◆ Saved entries:
....

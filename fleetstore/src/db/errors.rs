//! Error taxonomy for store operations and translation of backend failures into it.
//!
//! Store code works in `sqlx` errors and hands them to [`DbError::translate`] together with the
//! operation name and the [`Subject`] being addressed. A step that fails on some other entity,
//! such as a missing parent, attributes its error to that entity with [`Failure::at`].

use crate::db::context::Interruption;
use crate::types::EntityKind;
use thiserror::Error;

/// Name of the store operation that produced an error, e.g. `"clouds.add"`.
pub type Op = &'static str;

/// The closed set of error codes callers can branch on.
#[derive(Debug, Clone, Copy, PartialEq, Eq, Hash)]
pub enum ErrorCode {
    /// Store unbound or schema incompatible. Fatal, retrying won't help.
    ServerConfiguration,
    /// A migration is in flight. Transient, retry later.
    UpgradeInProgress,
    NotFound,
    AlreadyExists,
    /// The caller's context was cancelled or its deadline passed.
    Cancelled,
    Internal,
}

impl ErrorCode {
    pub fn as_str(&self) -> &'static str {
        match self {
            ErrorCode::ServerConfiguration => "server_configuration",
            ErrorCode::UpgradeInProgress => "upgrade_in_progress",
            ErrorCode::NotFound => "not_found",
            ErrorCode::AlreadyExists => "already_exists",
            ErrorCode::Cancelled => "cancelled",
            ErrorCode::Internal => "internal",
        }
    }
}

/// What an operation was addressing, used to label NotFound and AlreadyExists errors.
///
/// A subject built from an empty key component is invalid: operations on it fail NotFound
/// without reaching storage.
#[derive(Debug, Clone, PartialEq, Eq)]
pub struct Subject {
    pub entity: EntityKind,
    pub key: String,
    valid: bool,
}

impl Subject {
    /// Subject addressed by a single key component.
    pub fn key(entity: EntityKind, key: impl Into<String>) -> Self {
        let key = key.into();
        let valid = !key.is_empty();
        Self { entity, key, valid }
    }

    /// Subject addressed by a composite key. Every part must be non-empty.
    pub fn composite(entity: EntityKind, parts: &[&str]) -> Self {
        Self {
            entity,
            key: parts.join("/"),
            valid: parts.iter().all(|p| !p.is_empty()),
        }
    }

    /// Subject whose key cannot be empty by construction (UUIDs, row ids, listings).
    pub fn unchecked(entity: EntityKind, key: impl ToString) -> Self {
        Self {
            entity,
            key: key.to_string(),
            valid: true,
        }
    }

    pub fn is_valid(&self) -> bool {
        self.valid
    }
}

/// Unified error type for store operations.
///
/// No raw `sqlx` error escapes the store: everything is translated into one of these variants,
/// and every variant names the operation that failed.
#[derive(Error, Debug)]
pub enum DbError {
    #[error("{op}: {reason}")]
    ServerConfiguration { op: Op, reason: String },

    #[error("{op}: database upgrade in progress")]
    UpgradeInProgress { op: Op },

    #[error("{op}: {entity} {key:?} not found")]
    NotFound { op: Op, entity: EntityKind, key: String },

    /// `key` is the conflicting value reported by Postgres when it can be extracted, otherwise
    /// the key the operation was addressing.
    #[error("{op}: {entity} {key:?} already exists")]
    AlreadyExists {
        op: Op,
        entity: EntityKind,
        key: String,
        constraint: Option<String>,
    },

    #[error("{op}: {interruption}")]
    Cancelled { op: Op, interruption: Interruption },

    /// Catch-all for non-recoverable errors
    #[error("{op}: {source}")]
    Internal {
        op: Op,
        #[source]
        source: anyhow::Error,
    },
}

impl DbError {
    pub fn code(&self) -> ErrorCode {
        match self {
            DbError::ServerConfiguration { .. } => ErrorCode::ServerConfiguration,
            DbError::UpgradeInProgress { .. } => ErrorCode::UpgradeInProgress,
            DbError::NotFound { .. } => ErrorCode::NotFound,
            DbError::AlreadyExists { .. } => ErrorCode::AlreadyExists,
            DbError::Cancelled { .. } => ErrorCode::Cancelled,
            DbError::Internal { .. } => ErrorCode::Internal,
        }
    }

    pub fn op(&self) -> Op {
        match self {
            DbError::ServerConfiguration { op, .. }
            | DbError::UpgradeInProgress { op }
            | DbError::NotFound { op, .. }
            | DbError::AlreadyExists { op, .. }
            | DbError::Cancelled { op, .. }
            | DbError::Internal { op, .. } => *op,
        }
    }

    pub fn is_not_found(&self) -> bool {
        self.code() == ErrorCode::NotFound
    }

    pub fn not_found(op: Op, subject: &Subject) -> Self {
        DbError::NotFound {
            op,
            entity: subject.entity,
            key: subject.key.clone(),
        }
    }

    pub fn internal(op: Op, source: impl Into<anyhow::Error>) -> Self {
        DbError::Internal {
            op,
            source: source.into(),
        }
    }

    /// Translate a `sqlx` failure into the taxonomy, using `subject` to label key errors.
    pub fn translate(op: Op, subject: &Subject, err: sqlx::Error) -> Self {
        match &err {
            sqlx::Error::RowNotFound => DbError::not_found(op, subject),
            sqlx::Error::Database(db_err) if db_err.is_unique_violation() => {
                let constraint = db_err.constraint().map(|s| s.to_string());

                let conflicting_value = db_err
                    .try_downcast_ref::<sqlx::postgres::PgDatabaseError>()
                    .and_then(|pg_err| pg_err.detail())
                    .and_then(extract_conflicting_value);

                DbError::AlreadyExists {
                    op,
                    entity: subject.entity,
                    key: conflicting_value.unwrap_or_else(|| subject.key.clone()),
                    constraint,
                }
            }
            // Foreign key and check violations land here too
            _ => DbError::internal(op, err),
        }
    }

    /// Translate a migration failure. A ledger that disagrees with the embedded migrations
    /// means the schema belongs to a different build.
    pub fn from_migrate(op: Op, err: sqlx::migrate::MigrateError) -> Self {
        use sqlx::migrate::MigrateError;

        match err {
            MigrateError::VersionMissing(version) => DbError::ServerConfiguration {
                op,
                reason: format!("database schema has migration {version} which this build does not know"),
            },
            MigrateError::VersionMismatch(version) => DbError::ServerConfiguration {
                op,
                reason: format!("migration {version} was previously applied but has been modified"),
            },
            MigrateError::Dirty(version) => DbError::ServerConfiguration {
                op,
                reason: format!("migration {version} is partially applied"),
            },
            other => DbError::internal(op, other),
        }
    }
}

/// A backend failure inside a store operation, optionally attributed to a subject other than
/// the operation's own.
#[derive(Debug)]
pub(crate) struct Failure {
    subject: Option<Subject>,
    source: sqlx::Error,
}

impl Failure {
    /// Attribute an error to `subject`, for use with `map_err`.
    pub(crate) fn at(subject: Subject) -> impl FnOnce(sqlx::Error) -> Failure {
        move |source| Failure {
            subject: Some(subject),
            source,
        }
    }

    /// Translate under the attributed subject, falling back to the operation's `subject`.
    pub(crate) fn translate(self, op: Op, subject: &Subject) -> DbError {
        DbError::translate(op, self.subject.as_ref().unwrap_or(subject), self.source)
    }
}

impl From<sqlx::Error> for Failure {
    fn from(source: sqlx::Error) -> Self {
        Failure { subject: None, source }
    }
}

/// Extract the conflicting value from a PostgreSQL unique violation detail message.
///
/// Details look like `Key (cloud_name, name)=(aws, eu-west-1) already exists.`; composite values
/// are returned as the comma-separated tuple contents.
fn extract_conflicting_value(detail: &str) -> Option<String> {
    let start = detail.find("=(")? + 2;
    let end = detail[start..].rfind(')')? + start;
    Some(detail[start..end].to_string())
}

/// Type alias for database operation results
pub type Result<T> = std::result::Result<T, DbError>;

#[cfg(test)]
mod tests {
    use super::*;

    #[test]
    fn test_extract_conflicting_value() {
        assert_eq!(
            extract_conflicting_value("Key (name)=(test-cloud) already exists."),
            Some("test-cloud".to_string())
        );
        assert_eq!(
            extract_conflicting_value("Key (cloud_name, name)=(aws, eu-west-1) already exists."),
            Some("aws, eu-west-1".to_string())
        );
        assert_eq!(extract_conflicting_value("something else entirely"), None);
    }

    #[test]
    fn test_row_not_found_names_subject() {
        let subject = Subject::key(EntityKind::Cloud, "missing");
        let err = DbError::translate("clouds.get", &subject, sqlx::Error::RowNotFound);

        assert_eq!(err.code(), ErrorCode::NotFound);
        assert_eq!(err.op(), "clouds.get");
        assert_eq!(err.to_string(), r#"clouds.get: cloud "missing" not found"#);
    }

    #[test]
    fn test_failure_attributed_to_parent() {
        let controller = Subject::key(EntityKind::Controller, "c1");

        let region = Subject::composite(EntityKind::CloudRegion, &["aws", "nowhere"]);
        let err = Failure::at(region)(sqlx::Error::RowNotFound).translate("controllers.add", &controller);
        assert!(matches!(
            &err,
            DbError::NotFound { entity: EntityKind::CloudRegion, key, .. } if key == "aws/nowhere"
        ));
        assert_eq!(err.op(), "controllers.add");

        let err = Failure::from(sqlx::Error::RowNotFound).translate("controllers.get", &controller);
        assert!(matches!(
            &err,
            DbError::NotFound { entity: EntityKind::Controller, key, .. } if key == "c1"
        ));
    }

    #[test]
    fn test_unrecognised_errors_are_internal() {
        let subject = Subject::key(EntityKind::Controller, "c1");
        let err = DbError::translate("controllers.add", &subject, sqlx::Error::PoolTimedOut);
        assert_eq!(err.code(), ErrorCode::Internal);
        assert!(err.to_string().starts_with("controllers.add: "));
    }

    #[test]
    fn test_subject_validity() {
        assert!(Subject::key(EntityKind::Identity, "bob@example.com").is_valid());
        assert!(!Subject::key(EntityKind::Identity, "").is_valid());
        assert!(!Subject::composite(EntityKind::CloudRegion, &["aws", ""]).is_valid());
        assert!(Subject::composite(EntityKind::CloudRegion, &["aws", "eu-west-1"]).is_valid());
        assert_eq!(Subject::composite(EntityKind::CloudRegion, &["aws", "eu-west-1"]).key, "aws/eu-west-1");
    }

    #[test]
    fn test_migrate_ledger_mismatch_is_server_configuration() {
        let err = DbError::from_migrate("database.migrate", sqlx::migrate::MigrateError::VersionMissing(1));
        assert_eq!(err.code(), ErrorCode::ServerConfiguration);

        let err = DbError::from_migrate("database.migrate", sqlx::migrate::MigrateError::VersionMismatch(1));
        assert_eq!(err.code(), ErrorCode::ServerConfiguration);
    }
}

....

◆ Task directions: All lines of the data above that include the word "reason" must be shown.

◆ Written solution:
    #[error("{op}: {reason}")]
    ServerConfiguration { op: Op, reason: String },
                reason: format!("database schema has migration {version} which this build does not know"),
                reason: format!("migration {version} was previously applied but has been modified"),
                reason: format!("migration {version} is partially applied"),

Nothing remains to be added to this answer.